E.g. while the following script does the loop

#!/usr/local/bin/zsh

for i in /media/mybook/Example*/; do;
  t="ls \"$i\"*.mkv" 
  s=$(eval $t)
  echo $s
done

is there a way to get rid of the eval?

viuser
  • 2,614
  • Regarding you recent edit: Any chance that we get to see what you're actually trying to do so that we can modify our solutions? – Kusalananda Feb 05 '19 at 21:18

2 Answers2

1

I'm confused why you would want to use eval here. You could just write s=$(ls "$i"*.mkv). But calling ls is pointless and would mangle file names. Just iterate over the files normally.

for dir in /media/mybook/Example*/; do;
  if ! [ -d "$dir" ]; then continue; fi
  for file in "$dir"/*.mkv; do
    if ! [ -e "$file" ]; then continue; fi
    echo "$file"
  done
done

Note how "$dir" is within double quotes (so that any special characters such as spaces in the directory name remain as they are), but the * is outside the quotes so it's treated as a wildcard.

The lines with continue are there to skip the special case where the wildcard matches nothing.
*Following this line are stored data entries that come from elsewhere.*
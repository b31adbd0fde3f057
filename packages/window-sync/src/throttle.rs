//! Leading + trailing throttle.
//!
//! The first call fires immediately and opens a window of `interval`. Calls
//! made while the window is open overwrite one stored trailing value. When
//! the window closes the trailing value (if any) fires and a new window
//! opens; otherwise the throttle goes idle. So at most one emission happens
//! per interval and the last value of a burst is always emitted.

use std::sync::{Arc, Mutex, MutexGuard};
use std::time::Duration;

use tokio::runtime::Handle;
use tokio::task::JoinHandle;
use tracing::trace;

/// Rate limiter in front of an emit function.
pub struct Throttle<T> {
    inner: Arc<ThrottleInner<T>>,
}

struct ThrottleInner<T> {
    interval: Duration,
    emit: Box<dyn Fn(T) + Send + Sync>,
    state: Mutex<WindowState<T>>,
    runtime: Handle,
}

struct WindowState<T> {
    open: bool,
    trailing: Option<T>,
    timer: Option<JoinHandle<()>>,
}

impl<T: Send + 'static> Throttle<T> {
    /// Must be called inside a tokio runtime; window timers run on it even
    /// when `call` comes from another thread.
    pub fn new<F>(interval: Duration, emit: F) -> Self
    where
        F: Fn(T) + Send + Sync + 'static,
    {
        Self {
            inner: Arc::new(ThrottleInner {
                interval,
                emit: Box::new(emit),
                state: Mutex::new(WindowState {
                    open: false,
                    trailing: None,
                    timer: None,
                }),
                runtime: Handle::current(),
            }),
        }
    }

    pub fn call(&self, value: T) {
        let mut state = self.inner.lock_state();
        if state.open {
            trace!("throttle window open, storing trailing value");
            state.trailing = Some(value);
            return;
        }

        state.open = true;
        let inner = Arc::clone(&self.inner);
        state.timer = Some(self.inner.runtime.spawn(run_window(inner)));
        drop(state);

        (self.inner.emit)(value);
    }

    /// Drop any trailing value and close the window.
    pub fn cancel(&self) {
        let mut state = self.inner.lock_state();
        state.trailing = None;
        state.open = false;
        if let Some(timer) = state.timer.take() {
            timer.abort();
        }
    }

    /// True while a window is open.
    pub fn is_active(&self) -> bool {
        self.inner.lock_state().open
    }
}

impl<T> Clone for Throttle<T> {
    fn clone(&self) -> Self {
        Self {
            inner: Arc::clone(&self.inner),
        }
    }
}

impl<T> ThrottleInner<T> {
    fn lock_state(&self) -> MutexGuard<'_, WindowState<T>> {
        self.state
            .lock()
            .unwrap_or_else(|poisoned| poisoned.into_inner())
    }
}

async fn run_window<T>(inner: Arc<ThrottleInner<T>>) {
    loop {
        tokio::time::sleep(inner.interval).await;

        let mut state = inner.lock_state();
        match state.trailing.take() {
            Some(value) => {
                drop(state);
                trace!("throttle trailing edge");
                (inner.emit)(value);
            }
            None => {
                state.open = false;
                state.timer = None;
                return;
            }
        }
    }
}

#[cfg(test)]
mod tests {
    use super::*;

    const INTERVAL: Duration = Duration::from_millis(100);

    fn recording() -> (Throttle<u32>, Arc<Mutex<Vec<u32>>>) {
        let emitted = Arc::new(Mutex::new(Vec::new()));
        let sink = emitted.clone();
        let throttle = Throttle::new(INTERVAL, move |value| sink.lock().unwrap().push(value));
        (throttle, emitted)
    }

    #[tokio::test(start_paused = true)]
    async fn test_single_call_fires_once() {
        let (throttle, emitted) = recording();

        throttle.call(1);
        assert_eq!(*emitted.lock().unwrap(), vec![1]);

        tokio::time::sleep(INTERVAL * 3).await;
        assert_eq!(*emitted.lock().unwrap(), vec![1]);
        assert!(!throttle.is_active());
    }

    #[tokio::test(start_paused = true)]
    async fn test_burst_fires_leading_and_latest_trailing() {
        let (throttle, emitted) = recording();

        for value in 1..=5 {
            throttle.call(value);
        }
        assert_eq!(*emitted.lock().unwrap(), vec![1]);

        tokio::time::sleep(INTERVAL + Duration::from_millis(1)).await;
        assert_eq!(*emitted.lock().unwrap(), vec![1, 5]);

        tokio::time::sleep(INTERVAL * 2).await;
        assert_eq!(*emitted.lock().unwrap(), vec![1, 5]);
    }

    #[tokio::test(start_paused = true)]
    async fn test_at_most_one_emission_per_interval() {
        let (throttle, emitted) = recording();

        // 10ms apart for one second.
        for value in 0..100 {
            throttle.call(value);
            tokio::time::sleep(Duration::from_millis(10)).await;
        }
        tokio::time::sleep(INTERVAL * 2).await;

        let emitted = emitted.lock().unwrap();
        assert!(emitted.len() <= 11, "too many emissions: {}", emitted.len());
        assert_eq!(emitted.first(), Some(&0));
        assert_eq!(emitted.last(), Some(&99));
    }

    #[tokio::test(start_paused = true)]
    async fn test_spaced_calls_each_lead() {
        let (throttle, emitted) = recording();

        throttle.call(1);
        tokio::time::sleep(INTERVAL * 2).await;
        throttle.call(2);
        tokio::time::sleep(INTERVAL * 2).await;

        assert_eq!(*emitted.lock().unwrap(), vec![1, 2]);
    }

    #[tokio::test(start_paused = true)]
    async fn test_cancel_drops_trailing_value() {
        let (throttle, emitted) = recording();

        throttle.call(1);
        throttle.call(2);
        throttle.cancel();
        tokio::time::sleep(INTERVAL * 2).await;

        assert_eq!(*emitted.lock().unwrap(), vec![1]);
        assert!(!throttle.is_active());
    }
}
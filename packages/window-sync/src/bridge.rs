//! Carries an [`EventBus`] across a byte stream.
//!
//! Each direction is newline-delimited JSON, one frame per line:
//!
//! ```text
//! {"channel":"state-update","payload":{"volume":0.5}}
//! ```
//!
//! Frames read from the stream are emitted on the local bus tagged with the
//! bridge id, and the writer skips messages carrying its own tag, so nothing
//! is echoed back to the side it came from. Malformed lines are logged and
//! skipped; the bridge stops when either direction hits EOF or an I/O error.

use std::sync::Arc;

use serde::{Deserialize, Serialize};
use serde_json::Value;
use tokio::io::{AsyncBufReadExt, AsyncRead, AsyncWrite, AsyncWriteExt, BufReader};
use tokio::sync::broadcast;
use tokio::sync::broadcast::error::RecvError;
use tokio::task::JoinHandle;
use tracing::{debug, info, trace, warn};
use uuid::Uuid;

use crate::bus::{BusMessage, EventBus};
use crate::error::SyncError;

#[derive(Serialize)]
struct OutgoingFrame<'a> {
    channel: &'a str,
    payload: &'a Value,
}

#[derive(Deserialize)]
struct IncomingFrame {
    channel: String,
    #[serde(default)]
    payload: Value,
}

/// A running bridge. Dropping it stops both directions.
#[must_use = "dropping a Bridge disconnects it immediately"]
pub struct Bridge {
    id: Uuid,
    inbound: JoinHandle<()>,
    outbound: JoinHandle<()>,
}

impl Bridge {
    /// Bridge `bus` over a duplex stream such as a `TcpStream`.
    pub fn connect<T>(bus: &EventBus, stream: T) -> Self
    where
        T: AsyncRead + AsyncWrite + Send + 'static,
    {
        let (reader, writer) = tokio::io::split(stream);
        Self::spawn(bus, reader, writer)
    }

    /// Bridge `bus` over separate read and write halves.
    ///
    /// Must be called inside a tokio runtime. The bus is subscribed before
    /// this returns, so every message emitted afterwards is forwarded.
    pub fn spawn<R, W>(bus: &EventBus, reader: R, writer: W) -> Self
    where
        R: AsyncRead + Unpin + Send + 'static,
        W: AsyncWrite + Unpin + Send + 'static,
    {
        let id = Uuid::new_v4();
        let receiver = bus.subscribe();

        let inbound = tokio::spawn(read_frames(id, bus.clone(), reader));
        let outbound = tokio::spawn(write_frames(id, receiver, writer));

        info!(bridge = %id, "bridge connected");
        Self {
            id,
            inbound,
            outbound,
        }
    }

    pub fn id(&self) -> Uuid {
        self.id
    }

    /// True once either direction has stopped.
    pub fn is_finished(&self) -> bool {
        self.inbound.is_finished() || self.outbound.is_finished()
    }

    /// Wait until the remote side closes the stream.
    pub async fn closed(mut self) {
        let _ = (&mut self.inbound).await;
    }
}

impl Drop for Bridge {
    fn drop(&mut self) {
        self.inbound.abort();
        self.outbound.abort();
        debug!(bridge = %self.id, "bridge dropped");
    }
}

impl std::fmt::Debug for Bridge {
    fn fmt(&self, f: &mut std::fmt::Formatter<'_>) -> std::fmt::Result {
        f.debug_struct("Bridge")
            .field("id", &self.id)
            .field("finished", &self.is_finished())
            .finish()
    }
}

async fn read_frames<R>(id: Uuid, bus: EventBus, reader: R)
where
    R: AsyncRead + Unpin,
{
    let mut lines = BufReader::new(reader).lines();
    loop {
        let line = match lines.next_line().await {
            Ok(Some(line)) => line,
            Ok(None) => {
                info!(bridge = %id, "bridge stream closed by peer");
                return;
            }
            Err(e) => {
                warn!(bridge = %id, error = %e, "bridge read failed");
                return;
            }
        };
        if line.trim().is_empty() {
            continue;
        }

        match decode_frame(&line) {
            Ok(frame) => {
                trace!(bridge = %id, channel = %frame.channel, "frame in");
                bus.emit_message(BusMessage {
                    channel: Arc::from(frame.channel),
                    payload: frame.payload,
                    via: Some(id),
                });
            }
            Err(e) => warn!(bridge = %id, error = %e, "skipping malformed frame"),
        }
    }
}

async fn write_frames<W>(id: Uuid, mut receiver: broadcast::Receiver<BusMessage>, mut writer: W)
where
    W: AsyncWrite + Unpin,
{
    loop {
        let message = match receiver.recv().await {
            Ok(message) => message,
            Err(RecvError::Lagged(n)) => {
                warn!(bridge = %id, lagged = n, "bridge fell behind, messages dropped");
                continue;
            }
            Err(RecvError::Closed) => return,
        };
        if message.via == Some(id) {
            continue;
        }

        let line = match encode_frame(&message) {
            Ok(line) => line,
            Err(e) => {
                warn!(bridge = %id, channel = %message.channel, error = %e, "failed to encode frame");
                continue;
            }
        };
        if let Err(e) = write_line(&mut writer, &line).await {
            warn!(bridge = %id, error = %e, "bridge write failed");
            return;
        }
        trace!(bridge = %id, channel = %message.channel, "frame out");
    }
}

async fn write_line<W: AsyncWrite + Unpin>(writer: &mut W, line: &[u8]) -> Result<(), SyncError> {
    writer.write_all(line).await?;
    writer.flush().await?;
    Ok(())
}

fn encode_frame(message: &BusMessage) -> Result<Vec<u8>, SyncError> {
    let mut line = serde_json::to_vec(&OutgoingFrame {
        channel: &message.channel,
        payload: &message.payload,
    })?;
    line.push(b'\n');
    Ok(line)
}

fn decode_frame(line: &str) -> Result<IncomingFrame, SyncError> {
    Ok(serde_json::from_str(line)?)
}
In sh, when a wildcard doesn't match, it's left as is, and so for sees a list of names with one element which is literally /media/mybook/Example*/ (for the outer loop). Some shells (ksh, bash, zsh) have a way to avoid this, for example in bash:

shopt -s nullglob
for dir in /media/mybook/Example*/; do;
  for file in "$dir"/*.mkv; do
    echo "$file"
  done
done

If you're just processing the files and don't need to do anything for the directories, there's no point in having two nested loops.

for dir in /media/mybook/Example*/*.mkv; do
  if ! [ -e "$file" ]; then continue; fi
  echo "$file"
done

All these snippets act on files inside the Example* directories themselves, no in their subdirectories. If you want to traverse the directories recursively, see Kusalananda's answer.

0

Using find:

find /media/mybook/Example*/ -type f -name '*.mkv' -print

Add -maxdepth 1 before -type f if you don't want to recurse into subdirectories.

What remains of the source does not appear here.